• Work task:
The number of lines holding "NoteRenderer" is all you should give; count them in the records below.

***** Extracted data

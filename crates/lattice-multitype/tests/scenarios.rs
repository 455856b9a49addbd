//! End-to-end scenarios driving the adapter the way a list surface does.

use std::collections::HashMap;
use std::sync::Arc;

use lattice_multitype::{
    CollectionAdapter, Error, Item, ItemAdapter, ItemRenderer, Items, Kind, Matcher, Renderer,
    TypeRegistry, VisualHandle,
};
use parking_lot::Mutex;

struct TextItem {
    text: String,
}

struct ImageItem {
    resource: u32,
}

struct RichItem {
    text: String,
    resource: u32,
}

struct Valued {
    value: i32,
}

/// What a renderer wrote into a visual.
#[derive(Debug, Default, Clone, PartialEq)]
struct Cell {
    content: String,
    position: Option<usize>,
}

/// Counts how many visuals each renderer created.
#[derive(Default)]
struct Stats {
    created: Mutex<HashMap<&'static str, usize>>,
}

impl Stats {
    fn record(&self, name: &'static str) {
        *self.created.lock().entry(name).or_default() += 1;
    }

    fn created(&self, name: &str) -> usize {
        self.created.lock().get(name).copied().unwrap_or(0)
    }
}

struct TextRenderer(Arc<Stats>);

impl ItemRenderer for TextRenderer {
    type Item = TextItem;
    type Visual = Cell;

    fn create_visual(&self) -> Cell {
        self.0.record("text");
        Cell::default()
    }

    fn bind_visual(&self, visual: &mut Cell, item: &TextItem, position: usize) {
        visual.content = item.text.clone();
        visual.position = Some(position);
    }
}

struct ImageRenderer(Arc<Stats>);

impl ItemRenderer for ImageRenderer {
    type Item = ImageItem;
    type Visual = Cell;

    fn create_visual(&self) -> Cell {
        self.0.record("image");
        Cell::default()
    }

    fn bind_visual(&self, visual: &mut Cell, item: &ImageItem, position: usize) {
        visual.content = format!("image:{}", item.resource);
        visual.position = Some(position);
    }
}

struct RichRenderer(Arc<Stats>);

impl ItemRenderer for RichRenderer {
    type Item = RichItem;
    type Visual = Cell;

    fn create_visual(&self) -> Cell {
        self.0.record("rich");
        Cell::default()
    }

    fn bind_visual(&self, visual: &mut Cell, item: &RichItem, position: usize) {
        visual.content = format!("{} ({})", item.text, item.resource);
        visual.position = Some(position);
    }
}

struct ValuedRenderer(&'static str);

impl ItemRenderer for ValuedRenderer {
    type Item = Valued;
    type Visual = Cell;

    fn create_visual(&self) -> Cell {
        Cell::default()
    }

    fn bind_visual(&self, visual: &mut Cell, item: &Valued, position: usize) {
        visual.content = format!("{}:{}", self.0, item.value);
        visual.position = Some(position);
    }
}

fn sample_adapter(stats: &Arc<Stats>) -> CollectionAdapter<Cell> {
    let mut adapter = CollectionAdapter::new();
    assert_eq!(
        adapter.register_type(TextRenderer(stats.clone())).unwrap(),
        Kind::new(0)
    );
    assert_eq!(
        adapter.register_type(ImageRenderer(stats.clone())).unwrap(),
        Kind::new(1)
    );
    assert_eq!(
        adapter.register_type(RichRenderer(stats.clone())).unwrap(),
        Kind::new(2)
    );
    adapter
}

/// A minimal recycling list: a fixed number of on-screen rows, with
/// off-screen visuals parked in a per-kind scrap pool.
struct RecyclingList {
    rows: usize,
    attached: Vec<VisualHandle<Cell>>,
    scrap: HashMap<Kind, Vec<VisualHandle<Cell>>>,
}

impl RecyclingList {
    fn new(rows: usize) -> Self {
        Self {
            rows,
            attached: Vec::new(),
            scrap: HashMap::new(),
        }
    }

    /// Lays out the window starting at `first`, reusing scrapped visuals.
    fn layout<A: ItemAdapter<Visual = Cell>>(
        &mut self,
        adapter: &A,
        first: usize,
    ) -> Result<(), Error> {
        for handle in self.attached.drain(..) {
            self.scrap.entry(handle.kind()).or_default().push(handle);
        }

        let last = (first + self.rows).min(adapter.count());
        for position in first..last {
            let kind = adapter.kind_of(position)?;
            let mut handle = match self.scrap.get_mut(&kind).and_then(Vec::pop) {
                Some(handle) => handle,
                None => adapter.create_visual(kind)?,
            };
            adapter.bind_visual(&mut handle, position)?;
            self.attached.push(handle);
        }
        Ok(())
    }

    fn contents(&self) -> Vec<String> {
        self.attached
            .iter()
            .map(|handle| handle.visual().content.clone())
            .collect()
    }
}

#[test]
fn test_text_image_rich_kinds() {
    let stats = Arc::new(Stats::default());
    let mut adapter = sample_adapter(&stats);

    let text = Arc::new(TextItem {
        text: "world".into(),
    });
    let mut items = Items::new();
    items.push_shared(text.clone());
    items.push(ImageItem { resource: 11 });
    items.push(RichItem {
        text: "hello".into(),
        resource: 12,
    });
    items.push_shared(text);
    adapter.set_items(items);

    assert_eq!(adapter.item_count(), 4);
    let kinds: Vec<Kind> = (0..4).map(|p| adapter.kind_at(p).unwrap()).collect();
    assert_eq!(kinds, vec![Kind::new(0), Kind::new(1), Kind::new(2), Kind::new(0)]);
}

#[test]
fn test_predicate_registered_before_exact_type_wins() {
    let mut adapter = CollectionAdapter::new();
    let positive = adapter
        .register_when(|item: &Valued| item.value > 0, ValuedRenderer("positive"))
        .unwrap();
    let exact = adapter.register_type(ValuedRenderer("any")).unwrap();
    assert_eq!((positive, exact), (Kind::new(0), Kind::new(1)));

    let mut items = Items::new();
    items.push(Valued { value: 5 });
    items.push(Valued { value: -5 });
    adapter.set_items(items);

    assert_eq!(adapter.kind_at(0).unwrap(), Kind::new(0));
    assert_eq!(adapter.kind_at(1).unwrap(), Kind::new(1));

    let mut handle = adapter.create_visual(Kind::new(0)).unwrap();
    adapter.bind_visual(&mut handle, 0).unwrap();
    assert_eq!(handle.visual().content, "positive:5");
}

#[test]
fn test_item_at_preserves_identity() {
    let stats = Arc::new(Stats::default());
    let mut adapter = sample_adapter(&stats);

    let source: Vec<Item> = vec![
        Item::new(TextItem { text: "a".into() }),
        Item::new(ImageItem { resource: 1 }),
        Item::new(TextItem { text: "b".into() }),
    ];
    adapter.set_items(source.clone());

    for (position, expected) in source.iter().enumerate() {
        assert!(adapter.item_at(position).unwrap().ptr_eq(expected));
    }
    assert_eq!(
        adapter.item_at(source.len()).unwrap_err(),
        Error::IndexOutOfRange {
            position: 3,
            count: 3
        }
    );
}

#[test]
fn test_boundaries() {
    let stats = Arc::new(Stats::default());
    let mut adapter = sample_adapter(&stats);
    assert_eq!(adapter.item_count(), 0);

    let mut items = Items::new();
    items.push(TextItem { text: "x".into() });
    adapter.set_items(items);

    assert!(matches!(
        adapter.kind_at(adapter.item_count()),
        Err(Error::IndexOutOfRange {
            position: 1,
            count: 1
        })
    ));
}

#[test]
fn test_unregistered_item_surfaces_on_query() {
    let stats = Arc::new(Stats::default());
    let mut adapter = sample_adapter(&stats);

    let mut items = Items::new();
    items.push(TextItem { text: "ok".into() });
    items.push(Valued { value: 1 });
    adapter.set_items(items);

    assert_eq!(adapter.item_count(), 2);
    assert_eq!(adapter.kind_at(0).unwrap(), Kind::new(0));
    match adapter.kind_at(1) {
        Err(Error::UnresolvedType {
            type_name,
            position: Some(1),
        }) => assert!(type_name.ends_with("Valued")),
        other => panic!("unexpected result: {other:?}"),
    }
}

#[test]
fn test_recycling_creates_one_visual_per_slot() {
    let stats = Arc::new(Stats::default());
    let mut adapter = sample_adapter(&stats);

    let text = Arc::new(TextItem {
        text: "world".into(),
    });
    let image = Arc::new(ImageItem { resource: 7 });
    let rich = Arc::new(RichItem {
        text: "rich".into(),
        resource: 8,
    });
    let mut items = Items::with_capacity(60);
    for _ in 0..20 {
        items.push_shared(text.clone());
        items.push_shared(image.clone());
        items.push_shared(rich.clone());
    }
    adapter.set_items(items);

    let mut list = RecyclingList::new(6);
    for first in (0..adapter.item_count()).step_by(3) {
        list.layout(&adapter, first).unwrap();
    }

    assert_eq!(list.contents(), vec!["world", "image:7", "rich (8)"]);
    // Six rows of a period-three pattern need two visuals per kind.
    assert_eq!(stats.created("text"), 2);
    assert_eq!(stats.created("image"), 2);
    assert_eq!(stats.created("rich"), 2);
}

#[test]
fn test_stale_visual_is_rejected_after_replacement() {
    let stats = Arc::new(Stats::default());
    let mut adapter = sample_adapter(&stats);

    let mut items = Items::new();
    items.push(TextItem { text: "t".into() });
    adapter.set_items(items);
    let mut handle = adapter.create_visual(adapter.kind_at(0).unwrap()).unwrap();
    adapter.bind_visual(&mut handle, 0).unwrap();

    let mut replaced = Items::new();
    replaced.push(ImageItem { resource: 2 });
    adapter.set_items(replaced);

    assert_eq!(
        adapter.bind_visual(&mut handle, 0).unwrap_err(),
        Error::VisualKindMismatch {
            expected: Kind::new(0),
            actual: Kind::new(1),
            position: 0
        }
    );
    assert_eq!(handle.visual().content, "t");
}

#[test]
fn test_mismatched_renderer_reports_item_type() {
    let mut registry = TypeRegistry::new();
    registry
        .register(
            Matcher::exact::<ImageItem>(),
            Renderer::typed(ValuedRenderer("wrong")),
        )
        .unwrap();

    let mut adapter = CollectionAdapter::with_registry(registry);
    let mut items = Items::new();
    items.push(ImageItem { resource: 4 });
    adapter.set_items(items);

    let mut handle = adapter.create_visual(Kind::new(0)).unwrap();
    match adapter.bind_visual(&mut handle, 0) {
        Err(Error::ItemTypeMismatch {
            expected,
            position: 0,
        }) => assert!(expected.ends_with("Valued")),
        other => panic!("unexpected result: {other:?}"),
    }
}

#[test]
fn test_shared_registry_across_adapters() {
    let stats = Arc::new(Stats::default());
    let mut shared = TypeRegistry::new();
    shared.register_type(ImageRenderer(stats.clone())).unwrap();

    let mut first = CollectionAdapter::new();
    first.register_type(TextRenderer(stats.clone())).unwrap();
    first.register_all(&shared).unwrap();

    let second = CollectionAdapter::with_registry(shared.clone());

    // Kinds are scoped to each registry instance.
    assert_eq!(first.registry().kind_of_type::<ImageItem>(), Some(Kind::new(1)));
    assert_eq!(second.registry().kind_of_type::<ImageItem>(), Some(Kind::new(0)));
}
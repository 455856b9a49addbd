//! The type registry: an ordered list of matcher/renderer bindings.
//!
//! Bindings are evaluated in registration order and the first one accepting
//! an item wins. Kinds are assigned sequentially as bindings are added, so
//! the kind of a binding is also its index.
//!
//! # Example
//!
//! ```
//! use lattice_multitype::{Item, ItemRenderer, Kind, TypeRegistry};
//!
//! struct Note(&'static str);
//! struct NoteRenderer;
//!
//! impl ItemRenderer for NoteRenderer {
//!     type Item = Note;
//!     type Visual = String;
//!
//!     fn create_visual(&self) -> String {
//!         String::new()
//!     }
//!
//!     fn bind_visual(&self, visual: &mut String, note: &Note, _position: usize) {
//!         *visual = note.0.to_string();
//!     }
//! }
//!
//! let mut registry = TypeRegistry::new();
//! let kind = registry.register_type(NoteRenderer).unwrap();
//! assert_eq!(kind, Kind::new(0));
//! assert_eq!(registry.resolve(&Item::new(Note("hi"))).unwrap(), kind);
//! ```

use std::any::{Any, TypeId};

use crate::error::{Error, Result};
use crate::item::Item;
use crate::kind::Kind;
use crate::logging::targets;
use crate::matcher::Matcher;
use crate::renderer::{ItemRenderer, Renderer, RendererDescriptor};
use crate::resolver::TypeResolver;

/// A registered association between a matcher and a renderer descriptor.
#[derive(Debug)]
pub struct TypeBinding<V> {
    matcher: Matcher,
    descriptor: RendererDescriptor<V>,
}

impl<V> TypeBinding<V> {
    /// Returns the matcher deciding whether this binding applies.
    pub fn matcher(&self) -> &Matcher {
        &self.matcher
    }

    /// Returns the renderer descriptor.
    pub fn descriptor(&self) -> &RendererDescriptor<V> {
        &self.descriptor
    }

    /// Returns the kind assigned to this binding.
    #[inline]
    pub fn kind(&self) -> Kind {
        self.descriptor.kind()
    }
}

/// Maps matchers to renderers, in registration order.
///
/// `V` is the visual type every registered renderer produces. A registry is
/// meant to be filled during setup and only read afterwards; there is no way
/// to remove a binding.
#[derive(Debug)]
pub struct TypeRegistry<V> {
    bindings: Vec<TypeBinding<V>>,
}

impl<V> Default for TypeRegistry<V> {
    fn default() -> Self {
        Self::new()
    }
}

impl<V> TypeRegistry<V> {
    /// Creates an empty registry.
    pub fn new() -> Self {
        Self {
            bindings: Vec::new(),
        }
    }

    /// Creates an empty registry with room for `capacity` bindings.
    pub fn with_capacity(capacity: usize) -> Self {
        Self {
            bindings: Vec::with_capacity(capacity),
        }
    }

    /// Appends a binding and returns the kind assigned to it.
    ///
    /// Fails with [`Error::DuplicateBinding`] if an identical matcher is
    /// already registered; see [`Matcher::is_identical`].
    pub fn register(&mut self, matcher: Matcher, renderer: Renderer<V>) -> Result<Kind> {
        if self.bindings.iter().any(|b| b.matcher.is_identical(&matcher)) {
            tracing::debug!(target: targets::REGISTRY, %matcher, "rejected duplicate binding");
            return Err(Error::duplicate_binding(matcher.to_string()));
        }

        let kind = Kind::new(self.bindings.len());
        tracing::trace!(
            target: targets::REGISTRY,
            %kind,
            %matcher,
            renderer = renderer.item_type_name(),
            "registered binding"
        );
        self.bindings.push(TypeBinding {
            matcher,
            descriptor: RendererDescriptor::new(kind, renderer),
        });
        Ok(kind)
    }

    /// Copies every binding of `other`, in order, into this registry.
    ///
    /// Kinds are reassigned here; a binding's kind in `other` says nothing
    /// about its kind in `self`. Stops at the first duplicate, leaving the
    /// bindings copied so far in place.
    pub fn register_all(&mut self, other: &TypeRegistry<V>) -> Result<()> {
        for binding in &other.bindings {
            self.register(
                binding.matcher.clone(),
                binding.descriptor.renderer().clone(),
            )?;
        }
        Ok(())
    }

    /// Returns the number of bindings.
    pub fn binding_count(&self) -> usize {
        self.bindings.len()
    }

    /// Returns `true` if nothing is registered.
    pub fn is_empty(&self) -> bool {
        self.bindings.is_empty()
    }

    /// Returns the binding registered under `kind`.
    pub fn binding_at(&self, kind: Kind) -> Result<&TypeBinding<V>> {
        self.bindings
            .get(kind.index())
            .ok_or(Error::UnknownKind {
                kind,
                binding_count: self.bindings.len(),
            })
    }

    /// Returns the renderer descriptor registered under `kind`.
    pub fn descriptor(&self, kind: Kind) -> Result<&RendererDescriptor<V>> {
        self.binding_at(kind).map(TypeBinding::descriptor)
    }

    /// Iterates the bindings in registration order.
    pub fn bindings(&self) -> impl ExactSizeIterator<Item = &TypeBinding<V>> + '_ {
        self.bindings.iter()
    }

    /// Returns the kind of the exact-type binding for `T`, if there is one.
    ///
    /// Predicate bindings over `T` are not considered.
    pub fn kind_of_type<T: Any>(&self) -> Option<Kind> {
        let type_id = TypeId::of::<T>();
        self.bindings
            .iter()
            .find(|b| b.matcher.exact_type_id() == Some(type_id))
            .map(TypeBinding::kind)
    }

    /// Resolves the kind for `item`; see [`TypeResolver::resolve`].
    pub fn resolve(&self, item: &Item) -> Result<Kind> {
        TypeResolver::resolve(item, self)
    }
}

impl<V: 'static> TypeRegistry<V> {
    /// Registers `renderer` for values whose type is exactly `R::Item`.
    pub fn register_type<R>(&mut self, renderer: R) -> Result<Kind>
    where
        R: ItemRenderer<Visual = V>,
    {
        self.register(Matcher::exact::<R::Item>(), Renderer::typed(renderer))
    }

    /// Registers `renderer` for values of type `R::Item` accepted by `predicate`.
    pub fn register_when<R, F>(&mut self, predicate: F, renderer: R) -> Result<Kind>
    where
        R: ItemRenderer<Visual = V>,
        F: Fn(&R::Item) -> bool + Send + Sync + 'static,
    {
        self.register(Matcher::when::<R::Item>(predicate), Renderer::typed(renderer))
    }

    /// Registers a renderer of erased items for every item `predicate` accepts.
    pub fn register_any<R, F>(&mut self, predicate: F, renderer: R) -> Result<Kind>
    where
        R: ItemRenderer<Item = Item, Visual = V>,
        F: Fn(&Item) -> bool + Send + Sync + 'static,
    {
        self.register(Matcher::any(predicate), Renderer::untyped(renderer))
    }
}

impl<V> Clone for TypeRegistry<V> {
    fn clone(&self) -> Self {
        Self {
            bindings: self
                .bindings
                .iter()
                .map(|b| TypeBinding {
                    matcher: b.matcher.clone(),
                    descriptor: b.descriptor.clone(),
                })
                .collect(),
        }
    }
}
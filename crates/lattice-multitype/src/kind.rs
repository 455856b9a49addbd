//! Kinds and the visual handles created for them.

use std::fmt;

/// Integer tag identifying which registered renderer draws a position.
///
/// Kinds are handed out sequentially (`0, 1, 2, ...`) by a [`TypeRegistry`]
/// and never change for the lifetime of that registry. Host surfaces use them
/// to decide which visuals may be recycled for which positions.
///
/// [`TypeRegistry`]: crate::TypeRegistry
#[derive(Debug, Clone, Copy, PartialEq, Eq, PartialOrd, Ord, Hash)]
pub struct Kind(usize);

impl Kind {
    /// Creates a kind from its raw index.
    #[inline]
    pub const fn new(index: usize) -> Self {
        Self(index)
    }

    /// Returns the raw index of this kind.
    #[inline]
    pub const fn index(self) -> usize {
        self.0
    }
}

impl fmt::Display for Kind {
    fn fmt(&self, f: &mut fmt::Formatter<'_>) -> fmt::Result {
        write!(f, "{}", self.0)
    }
}

impl From<Kind> for usize {
    fn from(kind: Kind) -> Self {
        kind.0
    }
}

impl From<usize> for Kind {
    fn from(index: usize) -> Self {
        Self(index)
    }
}

/// A visual created by a renderer, tagged with the kind it was created for.
///
/// The host surface stores handles and rebinds them to any position whose
/// kind matches [`VisualHandle::kind`]. The adapter checks that on every
/// bind.
#[derive(Debug)]
pub struct VisualHandle<V> {
    kind: Kind,
    visual: V,
}

impl<V> VisualHandle<V> {
    pub(crate) fn new(kind: Kind, visual: V) -> Self {
        Self { kind, visual }
    }

    /// Returns the kind this visual was created for.
    #[inline]
    pub fn kind(&self) -> Kind {
        self.kind
    }

    /// Returns the host-side visual.
    #[inline]
    pub fn visual(&self) -> &V {
        &self.visual
    }

    /// Returns the host-side visual mutably.
    #[inline]
    pub fn visual_mut(&mut self) -> &mut V {
        &mut self.visual
    }

    /// Consumes the handle and returns the visual.
    pub fn into_visual(self) -> V {
        self.visual
    }
}
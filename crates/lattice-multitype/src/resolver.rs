//! Item to kind resolution.
//!
//! Resolution is a linear scan of the registry's bindings in registration
//! order. There is no notion of a "more specific" matcher: an
//! exact-type binding registered after a predicate binding for the same type
//! only sees the items the predicate rejected.

use crate::error::{Error, Result};
use crate::item::Item;
use crate::kind::Kind;
use crate::logging::targets;
use crate::registry::TypeRegistry;

/// Resolves items to the kind of the first binding that accepts them.
#[derive(Debug, Clone, Copy, Default)]
pub struct TypeResolver;

impl TypeResolver {
    /// Returns the kind of the first binding in `registry` accepting `item`.
    ///
    /// Fails with [`Error::UnresolvedType`] when no binding matches. The
    /// error carries no position; callers resolving a list position attach
    /// one with [`Error::at`].
    pub fn resolve<V>(item: &Item, registry: &TypeRegistry<V>) -> Result<Kind> {
        match registry.bindings().find(|b| b.matcher().accepts(item)) {
            Some(binding) => Ok(binding.kind()),
            None => {
                tracing::debug!(
                    target: targets::RESOLVER,
                    type_name = item.type_name(),
                    binding_count = registry.binding_count(),
                    "no binding accepts item"
                );
                Err(Error::unresolved(item.type_name()))
            }
        }
    }
}
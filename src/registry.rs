//! The published host-class → [`Representation`] cache.
//!
//! Grounded in `vm::context::Context` (which holds the published builtin
//! types) and the factory/registry lock-ordering described in `types::zoo`'s
//! bootstrap comments: factory lock, then registry lock, never reversed.

use ahash::RandomState;
use indexmap::IndexMap;
use log::trace;
use parking_lot::RwLock;

use crate::error::{CoreError, PyErr};
use crate::factory::TypeFactory;
use crate::object::HostClass;
use crate::representation::Representation;

/// A two-tier cache: callers that only need a synchronous check use
/// [`TypeRegistry::lookup`]; callers that need a guaranteed answer use
/// [`TypeRegistry::get`], which creates on demand.
pub struct TypeRegistry {
    published: RwLock<IndexMap<HostClass, Representation, RandomState>>,
}

impl TypeRegistry {
    pub fn new() -> Self {
        Self {
            published: RwLock::new(IndexMap::default()),
        }
    }

    /// Synchronous map read only, no creation.
    pub fn lookup(&self, host_class: HostClass) -> Option<Representation> {
        self.published.read().get(&host_class).cloned()
    }

    /// Never fails for a class that is legally the instance class of any
    /// object in the runtime (§4.3). Resolution order: published map, then
    /// the factory's find-or-create.
    pub fn get(&self, host_class: HostClass, factory: &TypeFactory) -> Result<Representation, PyErr> {
        if let Some(repr) = self.lookup(host_class) {
            return Ok(repr);
        }
        factory
            .find_or_create(host_class, self)
            .map_err(CoreError::into_py_err)
    }

    /// Publish a representation. Lookups are monotonic: a class, once
    /// published, is never unpublished or replaced.
    pub(crate) fn publish(&self, host_class: HostClass, repr: Representation) -> Result<(), CoreError> {
        let mut map = self.published.write();
        if map.contains_key(&host_class) {
            return Err(CoreError::DoublePublication(format!("{:?}", host_class)));
        }
        trace!(target: "pytype_core::registry", "publishing host class {:?}", host_class);
        map.insert(host_class, repr);
        Ok(())
    }
}

impl Default for TypeRegistry {
    fn default() -> Self {
        Self::new()
    }
}

#[cfg(test)]
mod tests {
    use super::*;
    use crate::bootstrap::Runtime;

    #[test]
    fn lookup_before_publish_is_absent() {
        let rt = Runtime::new();
        assert!(rt.registry().lookup(std::any::TypeId::of::<Vec<u8>>()).is_none());
    }

    #[test]
    fn get_is_stable_across_calls() {
        let rt = Runtime::new();
        let host_class = std::any::TypeId::of::<Vec<u8>>();
        let first = rt.registry().get(host_class, rt.factory()).unwrap();
        let second = rt.registry().get(host_class, rt.factory()).unwrap();
        assert!(std::sync::Arc::ptr_eq(&first.python_type(&crate::object::PyObjectRef::new(1u8, rt.types().object.clone())), &second.python_type(&crate::object::PyObjectRef::new(1u8, rt.types().object.clone()))));
    }
}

**********

• Solution for this problem:
3